The move toward a violent intervention became more apparent when discussions abruptly ended as the opposition decided not to sign an agreement designed to move both parties toward an eventual political resolution.
Concerned about the general disarray among the opposition and the fact that the ruling party and government won 18 out of 23 governorships in regional elections in October 2017, the Trump administration announced that it would not recognize the results of the upcoming Presidential election to be held April 22. All the evidence points to the administration, along with the Venezuela oligarchy, opting for a strategy of regime change, even though it will result in mass slaughter and the dictatorship that the United States pretends to be opposed to in Venezuela.
The moves by the Trump administration represent an ominous re-introduction of the worst imperialist excesses of the late 20th century, where violent coups were the preferred response to any threats to the rule of capital and U.S. imperialist control. Yet, what is even more ominous about the situation unfolding in Venezuela is that unlike a few decades ago, when there was a vocal and active radical and left opposition to U.S. imperialism, the left and many radicals in the U.S. are in open class collaboration with imperialism.
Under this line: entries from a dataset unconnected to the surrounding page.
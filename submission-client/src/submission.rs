//! Form drafts and the validated submissions built from them

use std::path::Path;
use std::sync::LazyLock;

use common_types::UploadType;
use regex::Regex;
use url::Url;
use validator::ValidateEmail;

use crate::airtable::RecordFields;
use crate::error::ValidationError;

/// Declared type for files whose extension maps to no known type
const FALLBACK_CONTENT_TYPE: &str = "application/octet-stream";

static DOMAIN_REGEX: LazyLock<Regex> = LazyLock::new(|| {
    Regex::new(r"^(?i)[a-z0-9](?:[a-z0-9-]{0,61}[a-z0-9])?(?:\.[a-z0-9](?:[a-z0-9-]{0,61}[a-z0-9])?)+$")
        .expect("domain regex is valid")
});

/// A list file selected for upload
#[derive(Clone, PartialEq, Eq)]
pub struct LocalFile {
    name: String,
    content_type: String,
    bytes: Vec<u8>,
}

impl LocalFile {
    /// Creates a file from its name, declared content type and contents
    #[must_use]
    pub fn new(name: impl Into<String>, content_type: impl Into<String>, bytes: Vec<u8>) -> Self {
        Self {
            name: name.into(),
            content_type: content_type.into(),
            bytes,
        }
    }

    /// Reads a file from disk, declaring its type from the extension
    ///
    /// # Errors
    ///
    /// Returns the I/O error if the file cannot be read or the path has no file name
    pub async fn from_path(path: &Path) -> std::io::Result<Self> {
        let name = path
            .file_name()
            .map(|name| name.to_string_lossy().into_owned())
            .ok_or_else(|| {
                std::io::Error::new(
                    std::io::ErrorKind::InvalidInput,
                    format!("{} has no file name", path.display()),
                )
            })?;

        let content_type = mime_guess::from_path(path)
            .first_raw()
            .unwrap_or(FALLBACK_CONTENT_TYPE);

        let bytes = tokio::fs::read(path).await?;

        Ok(Self::new(name, content_type, bytes))
    }

    /// File name, used as the object name in storage
    #[must_use]
    pub fn name(&self) -> &str {
        &self.name
    }

    /// Declared content type, sent with the upload
    #[must_use]
    pub fn content_type(&self) -> &str {
        &self.content_type
    }

    /// Raw file contents
    #[must_use]
    pub fn bytes(&self) -> &[u8] {
        &self.bytes
    }
}

impl std::fmt::Debug for LocalFile {
    fn fmt(&self, f: &mut std::fmt::Formatter<'_>) -> std::fmt::Result {
        f.debug_struct("LocalFile")
            .field("name", &self.name)
            .field("content_type", &self.content_type)
            .field("len", &self.bytes.len())
            .finish()
    }
}

/// Input modes of the form
#[derive(Debug, Clone, Copy, PartialEq, Eq)]
pub enum InputMode {
    /// Upload a list file
    FileUpload,
    /// Reference a list file already hosted elsewhere
    FileUrl,
    /// Add one email address or domain
    SingleEntry,
}

/// Mode-specific input of a draft, only the fields of the selected mode exist
#[derive(Debug, Clone, PartialEq, Eq)]
pub enum DraftInput {
    /// Upload mode, with the selected file if any
    FileUpload(Option<LocalFile>),
    /// URL mode, with the typed URL
    FileUrl(String),
    /// Single entry mode, with the typed entry
    SingleEntry(String),
}

impl DraftInput {
    const fn empty(mode: InputMode) -> Self {
        match mode {
            InputMode::FileUpload => Self::FileUpload(None),
            InputMode::FileUrl => Self::FileUrl(String::new()),
            InputMode::SingleEntry => Self::SingleEntry(String::new()),
        }
    }

    /// Mode this input belongs to
    #[must_use]
    pub const fn mode(&self) -> InputMode {
        match self {
            Self::FileUpload(_) => InputMode::FileUpload,
            Self::FileUrl(_) => InputMode::FileUrl,
            Self::SingleEntry(_) => InputMode::SingleEntry,
        }
    }
}

/// Editable state of the form
#[derive(Debug, Clone, PartialEq, Eq)]
pub struct FormDraft {
    /// Login email of the person submitting
    pub email: String,
    /// Input of the selected mode
    pub input: DraftInput,
    /// "The list contains only emails or domains" acknowledgement
    pub confirmed: bool,
}

impl Default for FormDraft {
    fn default() -> Self {
        Self {
            email: String::new(),
            input: DraftInput::FileUpload(None),
            confirmed: false,
        }
    }
}

impl FormDraft {
    /// Switches the input mode, discarding the input of the previous mode
    ///
    /// Selecting the current mode again also clears its input.
    pub fn select_mode(&mut self, mode: InputMode) {
        self.input = DraftInput::empty(mode);
    }

    /// Selects `file`, switching to upload mode
    pub fn set_file(&mut self, file: LocalFile) {
        self.input = DraftInput::FileUpload(Some(file));
    }

    /// Sets the hosted list URL, switching to URL mode
    pub fn set_file_url(&mut self, url: impl Into<String>) {
        self.input = DraftInput::FileUrl(url.into());
    }

    /// Sets the single entry, switching to single entry mode
    pub fn set_single_entry(&mut self, entry: impl Into<String>) {
        self.input = DraftInput::SingleEntry(entry.into());
    }

    /// Mode tag stored with the record
    #[must_use]
    pub const fn upload_type(&self) -> UploadType {
        match self.input {
            DraftInput::FileUpload(_) | DraftInput::FileUrl(_) => UploadType::File,
            DraftInput::SingleEntry(_) => UploadType::Single,
        }
    }
}

/// Where the list file of a file submission comes from
#[derive(Debug, Clone, PartialEq, Eq)]
pub enum FileSource {
    /// Bytes uploaded through an issued URL
    Upload(LocalFile),
    /// A list already hosted at this URL
    ExternalUrl(Url),
}

/// A confirmed list file submission
#[derive(Debug, Clone, PartialEq, Eq)]
pub struct FileSubmission {
    /// Login email of the person submitting
    pub email: String,
    /// The list file
    pub source: FileSource,
}

/// A single email address or domain submission
#[derive(Debug, Clone, PartialEq, Eq)]
pub struct SingleEntrySubmission {
    /// Login email of the person submitting
    pub email: String,
    /// Email address or domain to stop contacting
    pub entry: String,
}

/// A validated submission, exactly one of the two paths
#[derive(Debug, Clone, PartialEq, Eq)]
pub enum Submission {
    /// A list file, confirmed by the submitter
    File(FileSubmission),
    /// One entry
    SingleEntry(SingleEntrySubmission),
}

impl Submission {
    /// Mode tag stored with the record
    #[must_use]
    pub const fn upload_type(&self) -> UploadType {
        match self {
            Self::File(_) => UploadType::File,
            Self::SingleEntry(_) => UploadType::Single,
        }
    }

    /// Login email of the person submitting
    #[must_use]
    pub fn email(&self) -> &str {
        match self {
            Self::File(file) => &file.email,
            Self::SingleEntry(single) => &single.email,
        }
    }

    /// File to upload before the record is created, if any
    #[must_use]
    pub const fn file_to_upload(&self) -> Option<&LocalFile> {
        match self {
            Self::File(FileSubmission {
                source: FileSource::Upload(file),
                ..
            }) => Some(file),
            _ => None,
        }
    }

    /// Record columns for this submission
    ///
    /// `uploaded_file_url` is the object URL returned by the issuer for uploaded files.
    #[must_use]
    pub fn record_fields(&self, uploaded_file_url: Option<&str>) -> RecordFields {
        match self {
            Self::File(file) => {
                let external_url = match &file.source {
                    FileSource::ExternalUrl(url) => Some(url.to_string()),
                    FileSource::Upload(_) => None,
                };
                RecordFields {
                    email: file.email.clone(),
                    upload_type: UploadType::File,
                    file: uploaded_file_url.map(str::to_owned),
                    file_url: external_url,
                    dnc_mail: None,
                    confirmed: true,
                }
            }
            Self::SingleEntry(single) => RecordFields {
                email: single.email.clone(),
                upload_type: UploadType::Single,
                file: None,
                file_url: None,
                dnc_mail: Some(single.entry.clone()),
                confirmed: false,
            },
        }
    }
}

impl TryFrom<&FormDraft> for Submission {
    type Error = ValidationError;

    fn try_from(draft: &FormDraft) -> Result<Self, Self::Error> {
        let email = validate_email(&draft.email)?;

        match &draft.input {
            DraftInput::FileUpload(file) => {
                let file = file.clone().ok_or(ValidationError::MissingFile)?;
                require_confirmation(draft.confirmed)?;
                Ok(Self::File(FileSubmission {
                    email,
                    source: FileSource::Upload(file),
                }))
            }
            DraftInput::FileUrl(url) => {
                let url = validate_file_url(url)?;
                require_confirmation(draft.confirmed)?;
                Ok(Self::File(FileSubmission {
                    email,
                    source: FileSource::ExternalUrl(url),
                }))
            }
            DraftInput::SingleEntry(entry) => Ok(Self::SingleEntry(SingleEntrySubmission {
                email,
                entry: validate_entry(entry)?,
            })),
        }
    }
}

fn validate_email(email: &str) -> Result<String, ValidationError> {
    let email = email.trim();
    if email.is_empty() {
        return Err(ValidationError::MissingEmail);
    }
    if !email.validate_email() {
        return Err(ValidationError::InvalidEmail(email.to_string()));
    }
    Ok(email.to_string())
}

fn validate_file_url(url: &str) -> Result<Url, ValidationError> {
    let url = url.trim();
    if url.is_empty() {
        return Err(ValidationError::MissingFileUrl);
    }
    match Url::parse(url) {
        Ok(parsed) if matches!(parsed.scheme(), "http" | "https") && parsed.has_host() => {
            Ok(parsed)
        }
        _ => Err(ValidationError::InvalidFileUrl(url.to_string())),
    }
}

fn validate_entry(entry: &str) -> Result<String, ValidationError> {
    let entry = entry.trim();
    if entry.is_empty() {
        return Err(ValidationError::MissingEntry);
    }
    if entry.validate_email() || DOMAIN_REGEX.is_match(entry) {
        Ok(entry.to_string())
    } else {
        Err(ValidationError::InvalidEntry(entry.to_string()))
    }
}

const fn require_confirmation(confirmed: bool) -> Result<(), ValidationError> {
    if confirmed {
        Ok(())
    } else {
        Err(ValidationError::MissingConfirmation)
    }
}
The left in the United States and Western Europe has completely abandoned any idea of solidarity with the global South’s revolutionary projects. A bizarre example of the reactionary nature of the European left was the European Parliament awarding the Sakharov Freedom Prize to the Venezuelan “opposition,” a group that has openly attacked journalists and burned alive two dozen people of primarily Black or dark complexions who they assumed were probably government supporters because they were poor and black. Clearly for the representatives in the European Union’s only democratic body, the integrity of the press and “Black lives” really don’t matter!
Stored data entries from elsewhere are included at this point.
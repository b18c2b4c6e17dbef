use crate::types::Environment;
use aide::{axum::ApiRouter, openapi::OpenApi, scalar::Scalar};
use axum::http::StatusCode;
use axum::{response::IntoResponse, routing::get, Extension, Json};

pub fn handler() -> ApiRouter {
    let scalar = Scalar::new("/openapi.json").with_title("DNC Upload Issuer Docs");

    ApiRouter::new()
        .route("/docs", scalar.axum_route())
        .route("/openapi.json", get(openapi_schema))
}

#[allow(clippy::unused_async)]
async fn openapi_schema(
    Extension(environment): Extension<Environment>,
    Extension(openapi): Extension<OpenApi>,
) -> impl IntoResponse {
    if !environment.show_api_docs() {
        return StatusCode::NOT_FOUND.into_response();
    }
    Json(openapi).into_response()
}
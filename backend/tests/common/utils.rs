use axum::response::Response;
use http_body_util::BodyExt;
use serde_json::json;

/// Parse response body to JSON
pub async fn parse_response_body(response: Response) -> serde_json::Value {
    let body = response.into_body().collect().await.unwrap().to_bytes();
    serde_json::from_slice(&body).unwrap()
}

/// Build an issuer request body
pub fn create_upload_request(file_name: &str, file_type: &str) -> serde_json::Value {
    json!({
        "fileName": file_name,
        "fileType": file_type
    })
}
“Anti-imperialists must support national independence, especially when a nation is in the cross hairs.”
The courageous struggle of the Venezuelan people to defend their national sovereignty and dignity in the face of the murderous intentions of their North American neighbors and the racist obsequious Venezuelan oligarchy deserves the support of all true anti-imperialists. Whatever failure or internal contradiction we see in the Bolivarian process does not outweigh the principle that anti-imperialists must support national independence, especially when a nation is in the cross hairs of the greatest gangster nation on the planet.
For those of us who inhibit the colonized Black and Brown zones of non-being, as Fanon referred to them, to not resist the white supremacist, colonial/capitalist patriarchy at the center of the U.S./EU/NATO axis of domination is moral and political suicide.
When Secretary of State Rex Tillerson orders the Venezuelan opposition to undermine the agreement to stabilize the situation in Venezuela while simultaneously undermining the internal Korea efforts toward de-escalating the tensions between North and South Korea, we see the familiar hand of classic European colonialist divide-and-rule tactics that propelled them to global dominance and continues to give Western imperialism a leash (lease?) on life.
But for James “Mad Dog” Mattis, the U.S. Secretary of Defense, and all the Mad Dogs of empire, the people of the world have seen behind the curtain and are not impressed with the diversionary smoke and fire of your weapons and bellicosity. The people know they have the cure for the virus that affects you, but you will not be happy with their treatment plan.
Ajamu Baraka is the national organizer of the Black Alliance for Peace and was the 2016 candidate for vice president on the Green Party ticket. He is an editor and contributing columnist for the Black Agenda Report and contributing columnist for Counterpunch. His latest publications include contributions to “Jackson Rising: The Struggle for Economic Democracy and Self-Determination in Jackson, Mississippi. 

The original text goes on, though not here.